Не счесть ли вечную любовь единственно безупречной и достойной подражания? Отличается ли в этом отношении нормальный мужчина от нормальной женщины?
Воздержимся от любых попыток ответить на столь щекотливые вопросы. Не углубляясь в них, отметим все же тот бесспорный факт, что крайне редко мужчина бывает однолюбом. Поскольку мы условились рассматривать исследуемое чувство в его полноте, оставим в стороне случаи одновременности влечений и обратимся исключительно к случаям их сменяемости.
Не противоречат ли подобные факты выдвинутому нами тезису, что любовный выбор выявляет истинную сущность человека?

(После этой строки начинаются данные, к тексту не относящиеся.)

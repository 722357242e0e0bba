use crate::error::{ObjectError, Result};
use bstr::{BStr, BString, ByteSlice};
use std::mem;

/// Key-value list with message: the payload of commit and tag objects.
///
/// ```text
/// tree 29ff16c9c14e2652b22f8b78bb08a5a07930c147
/// parent 206941306e8a8af65b66eaaaea388a7ae24d49a0
/// author Thibault Polge <thibault@thb.lt> 1527025023 +0200
/// gpgsig -----BEGIN PGP SIGNATURE-----
///  iQIzBAABCAAdFiEExwXquOM8bWb4Q2zVGxM2FxoLkGQFAlsEjZQACgkQGxM2FxoL
///  -----END PGP SIGNATURE-----
///
/// Create first draft
/// ```
///
/// A value continues onto every following line that starts with a single
/// space. The first blank line ends the headers; the rest is the message,
/// kept byte for byte.
///
/// Header order is kept as first seen. A repeated key (`parent` on a merge)
/// collects its values in order instead of overwriting.
#[derive(Clone, Debug, Default, PartialEq, Eq)]
pub struct Kvlm {
    headers: Vec<(BString, KvlmValue)>,
    message: BString,
}

/// A header slot holds one value or, once its key repeats, all of them.
#[derive(Clone, Debug, PartialEq, Eq)]
pub enum KvlmValue {
    Single(BString),
    Many(Vec<BString>),
}

impl KvlmValue {
    pub fn first(&self) -> Option<&BStr> {
        match self {
            KvlmValue::Single(value) => Some(value.as_bstr()),
            KvlmValue::Many(values) => values.first().map(|v| v.as_bstr()),
        }
    }

    pub fn iter(&self) -> impl Iterator<Item = &BStr> {
        let values = match self {
            KvlmValue::Single(value) => std::slice::from_ref(value),
            KvlmValue::Many(values) => values.as_slice(),
        };
        values.iter().map(|v| v.as_bstr())
    }

    pub fn len(&self) -> usize {
        match self {
            KvlmValue::Single(_) => 1,
            KvlmValue::Many(values) => values.len(),
        }
    }

    fn push(&mut self, value: BString) {
        match self {
            KvlmValue::Single(first) => {
                let first = mem::take(first);
                *self = KvlmValue::Many(vec![first, value]);
            }
            KvlmValue::Many(values) => values.push(value),
        }
    }
}

impl Kvlm {
    pub fn new() -> Self {
        Self::default()
    }

    /// Append a value under `key`, keeping any values already there.
    ///
    /// Keys must be non-empty and free of spaces and newlines, otherwise the
    /// header line could not be read back.
    pub fn insert(&mut self, key: impl Into<BString>, value: impl Into<BString>) -> Result<()> {
        let key = key.into();
        if key.is_empty() || key.contains(&b' ') || key.contains(&b'\n') {
            return Err(ObjectError::format(0, format!("invalid header key {key:?}")));
        }
        self.push(key, value.into());
        Ok(())
    }

    fn push(&mut self, key: BString, value: BString) {
        match self.headers.iter_mut().find(|(k, _)| *k == key) {
            Some((_, slot)) => slot.push(value),
            None => self.headers.push((key, KvlmValue::Single(value))),
        }
    }

    pub fn get(&self, key: &[u8]) -> Option<&KvlmValue> {
        self.headers
            .iter()
            .find(|(k, _)| k.as_slice() == key)
            .map(|(_, v)| v)
    }

    /// First value stored under `key`.
    pub fn first(&self, key: &[u8]) -> Option<&BStr> {
        self.get(key).and_then(KvlmValue::first)
    }

    /// Every value stored under `key`, in insertion order.
    pub fn get_all(&self, key: &[u8]) -> Vec<&BStr> {
        self.get(key).map(|v| v.iter().collect()).unwrap_or_default()
    }

    pub fn keys(&self) -> impl Iterator<Item = &BStr> {
        self.headers.iter().map(|(k, _)| k.as_bstr())
    }

    pub fn iter(&self) -> impl Iterator<Item = (&BStr, &KvlmValue)> {
        self.headers.iter().map(|(k, v)| (k.as_bstr(), v))
    }

    pub fn message(&self) -> &BStr {
        self.message.as_bstr()
    }

    pub fn set_message(&mut self, message: impl Into<BString>) {
        self.message = message.into();
    }

    pub fn parse(raw: &[u8]) -> Result<Kvlm> {
        let mut kvlm = Kvlm::new();
        let mut start = 0;
        loop {
            let space = raw[start..].find_byte(b' ').map(|i| start + i);
            let newline = raw[start..].find_byte(b'\n').map(|i| start + i);
            let space = match (space, newline) {
                (Some(spc), Some(nl)) if spc < nl => spc,
                (Some(spc), None) => spc,
                (_, Some(nl)) if nl == start => {
                    kvlm.message = BString::from(&raw[nl + 1..]);
                    return Ok(kvlm);
                }
                (_, Some(_)) => return Err(ObjectError::parse(start, "header line has no value")),
                (None, None) => {
                    return Err(ObjectError::parse(start, "missing blank line before message"));
                }
            };
            if space == start {
                return Err(ObjectError::parse(start, "empty header key"));
            }

            // The value ends at the first newline not followed by a space.
            let mut end = space;
            loop {
                end = match raw[end + 1..].find_byte(b'\n') {
                    Some(i) => end + 1 + i,
                    None => return Err(ObjectError::parse(start, "unterminated header value")),
                };
                match raw.get(end + 1) {
                    Some(b' ') => continue,
                    Some(_) => break,
                    None => return Err(ObjectError::parse(end, "headers run past end of data")),
                }
            }

            let key = BString::from(&raw[start..space]);
            let value = BString::from(raw[space + 1..end].replace(b"\n ", b"\n"));
            kvlm.push(key, value);
            start = end + 1;
        }
    }

    pub fn serialize(&self) -> Vec<u8> {
        let mut out = Vec::new();
        for (key, value) in &self.headers {
            for v in value.iter() {
                out.extend_from_slice(key);
                out.push(b' ');
                out.extend_from_slice(&v.replace(b"\n", b"\n "));
                out.push(b'\n');
            }
        }
        out.push(b'\n');
        out.extend_from_slice(&self.message);
        out
    }
}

Не исключено, однако напомним читателю ту простую истину, что бывает два типа множественности любовных увлечений. С одной стороны, случается, что мужчины любят на протяжении жизни нескольких женщин, в которых настойчиво повторяется один и тот же женский тип. При этом подчас просматривается даже общий абрис физического облика. Эти случаи тайной верности, при которых во многих женщинах мужчина любит, в сущности, одну-единственную, наделенную определенными качествами, весьма распространены и наилучшим образом подтверждают выдвинутые мной тезисы.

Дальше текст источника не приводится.